Thursday, January 26, 2012

¥1,086,000,000,000,000 (Quadrillion) in Debt And Rising, And Why the ¥ Will Soon Be a $: "A Lost Decade... Or Two"

From Zero Hedge:

Yesterday the Japanese Finance Ministry made a whopper of an announcement: in the year ending March 2013, total Japanese debt will surpass one quadrillion yen, or ¥1,086,000,000,000,000. This is roughly in line with the Zero Hedge expectations that by this March total Japanese debt would surpass one quadrillion yen. In USD terms, at today's exchange rate, this is precisely $14 trillion. And while smaller than America's $15.4 trillion (net of all post debt ceiling breach auctions), which was $14 trillion about a year ago, the GDP backing this notional amount of debt, which just so happens is greater than the GDP of the entire Euro area, is a modest ¥481 trillion, so by the end of the next fiscal year, Japan will have a Debt to GDP ratio of 225%. And that's not counting all the household and financial debt. So prepare to add quadrillion to the vernacular. At this exponential rate of increase quintillion will appear some time in 2015 and so on. Yet the scariest conclusion is that as Bloomberg economist Joseph Brusuelas points out, America is not only next, it already is Japan. Actually scratch that, America is worse than Japan, which at least generated a real housing bubble in the years just preceding the onset of its multi-decade credit crunch, something not even America could do in comparable terms.
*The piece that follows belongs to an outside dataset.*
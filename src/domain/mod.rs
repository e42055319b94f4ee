// Domain layer: venue models and ports (interfaces). No IO here.

pub mod model;
pub mod ports;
More importantly, "the debt-to-GDP ratio of the U.S. recently surpassed 100 percent, and it did so in the four years after the onset of the recession, compared with the six years it took the Japanese debt-to-GDP ratio to do so." The Japanese may be better than America in most things, but when it comes to destroying its economy, the US has no equal. Brusuelas' conclusion: "If below trend growth is the most probable scenario in the U.S., the most likely alternative is that the U.S. economy is headed for a lost decade… or two." So... go all in?